Como era muy vanidoso y le gustaba mucho aparecer,
dispuso vencer su orgullo recorriendo la ciudad cabalgando en un pobre
burro, pero montado al revés, mirando hacia atrás, y con un sombrero
de papel en el cual había escrito en grandes letras: "Soy un
miserable pecador". La gente le silbó y le lanzaron piedras y
basura. Así llegó hasta el convento de los franciscanos a pedir que lo
recibieran de religioso.
El Padre maestro de novicios dispuso ponerle
pruebas muy duras para ver si en verdad este hombre de 30 años era
capaz de ser religioso humilde y sacrificado. Lo humillaba sin
compasión y lo dedicaba a los oficios más cansones y humildes, pero
Juan en vez de disgustarse le conservó una profunda gratitud por toda
su vida, pues le supo formar un verdadero carácter, y lo preparó para
enfrentarse valientemente a las dificultades de la vida. Él recordaba
muy bien aquellas palabras de Jesús: "Si el grano de trigo no
cae en tierra y no muere, se queda sin producir fruto, pero si muere
producirá mucho fruto"(Jn. 12,24).
A los 33 años fue ordenado de sacerdote y luego,
durante 40 años recorrió toda Europa predicando con enormes éxitos
espirituales. Tuvo por maestro de predicación y por guía espiritual al
gran San Bernardino de Siena, y formando grupos de seis y ocho
religiosos se distribuyeron primero por toda Italia, y después por los
demás países de Europa predicando la conversión y la penitencia.

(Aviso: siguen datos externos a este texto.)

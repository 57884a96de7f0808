use super::*;
use retina::auth::UserProfile;
use retina::handshake::{LOGOUT_SUCCESS, Notification};

fn signed_in() -> AuthState {
    AuthState {
        has_session: true,
        user: Some(UserProfile { name: Some("Ada".into()), ..UserProfile::default() }),
        loading: false,
    }
}

#[test]
fn forced_logout_drops_signed_in_state_and_shows_toast() {
    let mut auth = signed_in();
    let mut notifications = NotificationState::default();
    let outcome = FragmentOutcome {
        notification: Some(Notification::success(LOGOUT_SUCCESS)),
        cleaned_hash: Some("#/".into()),
        forced_logout: true,
    };

    let cleaned = apply_outcome(outcome, &mut auth, &mut notifications);

    assert_eq!(cleaned.as_deref(), Some("#/"));
    assert_eq!(auth, AuthState::default());
    assert_eq!(notifications.seq, 1);
    assert_eq!(notifications.current.map(|n| n.message), Some(LOGOUT_SUCCESS.to_owned()));
}

#[test]
fn auth_failure_notice_keeps_session() {
    let mut auth = signed_in();
    let mut notifications = NotificationState::default();
    let outcome = FragmentOutcome {
        notification: Some(Notification::error("Login session failed.")),
        cleaned_hash: Some("#/login".into()),
        forced_logout: false,
    };

    apply_outcome(outcome, &mut auth, &mut notifications);

    assert!(auth.has_session);
    assert!(notifications.current.is_some());
}

#[test]
fn empty_outcome_changes_nothing() {
    let mut auth = signed_in();
    let mut notifications = NotificationState::default();

    assert_eq!(apply_outcome(FragmentOutcome::default(), &mut auth, &mut notifications), None);
    assert_eq!(notifications, NotificationState::default());
    assert!(auth.has_session);
}

#[test]
fn active_link_is_marked() {
    assert!(link_class(AppRoute::RetinaScan, AppRoute::RetinaScan).contains("--active"));
    assert!(!link_class(AppRoute::Landing, AppRoute::RetinaScan).contains("--active"));
}

#[test]
fn plain_navigation_with_token_reloads_profile() {
    assert!(should_refresh_profile(&FragmentOutcome::default(), true));
    assert!(!should_refresh_profile(&FragmentOutcome::default(), false));
}

#[test]
fn fragment_signal_skips_profile_reload() {
    let outcome = FragmentOutcome {
        notification: Some(Notification::success(LOGOUT_SUCCESS)),
        cleaned_hash: Some("#/".into()),
        forced_logout: true,
    };

    assert!(!should_refresh_profile(&outcome, true));
}
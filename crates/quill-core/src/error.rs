//! Domain-level error types.

use thiserror::Error;

/// Domain errors - business logic failures.
#[derive(Debug, Error)]
pub enum DomainError {
    #[error("Validation failed: {0}")]
    Validation(String),
}

/// Store-level errors.
///
/// `NotFound` is an expected outcome (the id has no post) and must never be
/// conflated with `Connection`/`Query`, which mean the backend itself failed.
#[derive(Debug, Error)]
pub enum RepoError {
    #[error("Post not found")]
    NotFound,

    #[error("Database connection failed: {0}")]
    Connection(String),

    #[error("Query execution failed: {0}")]
    Query(String),
}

Juan tenía que predicar en los campos y en las
plazas porque el gentío tan enorme no cabía en las iglesias.
Su presencia de predicador era impresionante.
Flaco, pálido, penitente, con voz sonora y penetrante; un semblante
luminoso, y unos ojos brillantes que parecían traspasar el alma,
conmovía hasta a los más indiferentes. La gente lo llamaba "El
padre piadoso", "el santo predicador". Vibraba en la
predicación de las verdades eternas. La gente al verlo y oírlo
recordaba la figura austera de San Juan Bautista predicando conversión
en las orillas del río Jordán. Y les repetía las palabras del
Bautista: "Raza de víboras: tienen que producir frutos de
conversión. Porque ya está el hacha de la justicia divina junto a la
vida de cada uno, y árbol que no produce frutos de obras buenas será
cortado y echado al fuego" (Lc. 3,7).
Muchos pedían a gritos la confesión, prometiendo
cambiar de vida y estallaban en llanto de arrepentimiento. Las gentes
traían sus objetos e superstición y los libros de brujería y otros
juegos y los quemaban en públicas hogueras en la mitad de las plazas.
Muchos jóvenes al oírlo predicar se proponían
irse de religiosos. En Alemania consiguió 120 jóvenes para las
comunidades religiosas y en Polonia 130.
Sus sermones eran de dos y tres horas, pero a los
oyentes se les pasaba el tiempo sin darse cuenta. Atacaba sin miedo a
los vicios y malas costumbres, y muchísimos, después de escucharle,
dejaban sus malas amistades y las borracheras.
Después de predicar se iba a visitar enfermos, y
con sus oraciones y su bendición sacerdotal obtenía innumerables
curaciones.
Juan convertía pecadores no sólo por su
predicación tan elocuente y fuerte, sino por su gran espíritu de
penitencia. Dormía pocas horas cada noche. Vestía siempre trajes
sumamente pobres. Comía muy poco, y siempre alimentos burdos y nunca
comidas finas ni especiales. Una artritis muy dolorosa lo hacía cojear
y dolores muy fuertes de estómago lo hacían retorcerse, pero su rostro
era siempre alegre y jovial. En su cuerpo era débil pero en su
espíritu era un gigante.
Después de muerto reunieron los apuntes de los
estudios que hizo para preparar sus sermones y suman 17 gruesos
volúmenes.
La Comunidad Franciscana lo eligió por dos veces
como Vicario Genera, y aprovechó este altísimo cargo para tratar de
reformar la vida religiosa de los franciscanos, llegando a conseguir que
en toda Europa esta Orden religiosa llegara a un gran fervor.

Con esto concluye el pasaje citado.